//! CLI-based muxer using an external ffmpeg binary

use async_trait::async_trait;
use std::path::{Path, PathBuf};
use tokio::process::Command;
use tracing::debug;

use super::traits::{Muxer, MuxerCapabilities};

/// How much trailing stderr to keep in error messages
const STDERR_TAIL_LEN: usize = 400;

/// CLI-based muxer shelling out to ffmpeg
///
/// # Examples
///
/// ```no_run
/// use media_dl::muxer::{CliMuxer, Muxer};
/// use std::path::{Path, PathBuf};
///
/// # #[tokio::main]
/// # async fn main() -> Result<(), Box<dyn std::error::Error>> {
/// // Create with explicit path
/// let muxer = CliMuxer::new(PathBuf::from("/usr/bin/ffmpeg"));
///
/// // Or auto-discover from PATH
/// let muxer = CliMuxer::from_path().expect("ffmpeg not found in PATH");
///
/// muxer
///     .merge_overlay(
///         Path::new("video.mp4"),
///         Path::new("overlay.png"),
///         Path::new("merged.mp4"),
///     )
///     .await?;
/// # Ok(())
/// # }
/// ```
pub struct CliMuxer {
    binary_path: PathBuf,
}

impl CliMuxer {
    /// Create a new CLI muxer with an explicit binary path
    pub fn new(binary_path: PathBuf) -> Self {
        Self { binary_path }
    }

    /// Attempt to find ffmpeg in PATH
    ///
    /// Returns `Some(CliMuxer)` if the binary is found, `None` otherwise.
    pub fn from_path() -> Option<Self> {
        which::which("ffmpeg").ok().map(Self::new)
    }

    async fn run(&self, mut command: Command, operation: &str) -> crate::Result<()> {
        let output = command.output().await.map_err(|e| {
            crate::Error::ExternalTool(format!("failed to execute ffmpeg for {operation}: {e}"))
        })?;

        if output.status.success() {
            return Ok(());
        }

        let stderr = String::from_utf8_lossy(&output.stderr);
        Err(crate::Error::ExternalTool(format!(
            "ffmpeg {operation} exited with {}: {}",
            output.status,
            stderr_tail(&stderr)
        )))
    }
}

/// Keep only the end of ffmpeg's stderr — the actual error is always last
fn stderr_tail(stderr: &str) -> &str {
    let trimmed = stderr.trim();
    match trimmed.char_indices().nth_back(STDERR_TAIL_LEN) {
        Some((index, _)) => &trimmed[index..],
        None => trimmed,
    }
}

#[async_trait]
impl Muxer for CliMuxer {
    async fn merge_overlay(
        &self,
        media: &Path,
        overlay: &Path,
        output: &Path,
    ) -> crate::Result<()> {
        debug!(?media, ?overlay, ?output, "merging overlay");

        let mut command = Command::new(&self.binary_path);
        command
            .arg("-y")
            .arg("-i")
            .arg(media)
            .arg("-i")
            .arg(overlay)
            .arg("-filter_complex")
            .arg("[0:v][1:v]overlay=0:0")
            .arg("-c:a")
            .arg("copy")
            .arg(output);

        self.run(command, "overlay merge").await
    }

    async fn mux_dash_chapter(
        &self,
        manifest: &Path,
        output: &Path,
        offset_time: f64,
        duration: Option<f64>,
    ) -> crate::Result<()> {
        debug!(?manifest, ?output, offset_time, ?duration, "muxing dash chapter");

        let mut command = Command::new(&self.binary_path);
        command.arg("-y").arg("-ss").arg(format!("{offset_time}"));
        if let Some(duration) = duration {
            command.arg("-t").arg(format!("{duration}"));
        }
        command.arg("-i").arg(manifest).arg("-c").arg("copy").arg(output);

        self.run(command, "dash mux").await
    }

    fn capabilities(&self) -> MuxerCapabilities {
        MuxerCapabilities {
            can_merge_overlay: true,
            can_mux_dash: true,
        }
    }

    fn name(&self) -> &'static str {
        "cli-ffmpeg"
    }
}

// unwrap/expect are acceptable in tests for concise failure-on-error assertions
#[allow(clippy::unwrap_used, clippy::expect_used)]
#[cfg(test)]
mod tests {
    use super::*;

    #[test]
    fn stderr_tail_keeps_short_output_whole() {
        assert_eq!(stderr_tail("error: no such file\n"), "error: no such file");
    }

    #[test]
    fn stderr_tail_truncates_long_output_from_the_front() {
        let long: String = "x".repeat(2000) + "the real error";
        let tail = stderr_tail(&long);
        assert!(tail.len() <= STDERR_TAIL_LEN + 1);
        assert!(tail.ends_with("the real error"));
    }

    #[test]
    fn from_path_binary_discovery_matches_which() {
        // Behavior must agree with `which` regardless of whether ffmpeg is
        // actually installed on the test machine
        match which::which("ffmpeg") {
            Ok(expected) => {
                let muxer = CliMuxer::from_path().expect("which found ffmpeg");
                assert_eq!(muxer.binary_path, expected);
                let caps = muxer.capabilities();
                assert!(caps.can_merge_overlay);
                assert!(caps.can_mux_dash);
                assert_eq!(muxer.name(), "cli-ffmpeg");
            }
            Err(_) => {
                assert!(CliMuxer::from_path().is_none());
            }
        }
    }

    #[tokio::test]
    async fn missing_binary_is_an_external_tool_error() {
        let muxer = CliMuxer::new(PathBuf::from("/nonexistent/ffmpeg-binary-xyz"));
        let err = muxer
            .merge_overlay(
                Path::new("/tmp/a.mp4"),
                Path::new("/tmp/b.png"),
                Path::new("/tmp/out.mp4"),
            )
            .await
            .unwrap_err();
        assert!(matches!(err, crate::Error::ExternalTool(_)));
    }
}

=-=-=

**Problem statement**
If a line of the records contains the word "PathBuf", count it; give only the total.

**Answer section**
6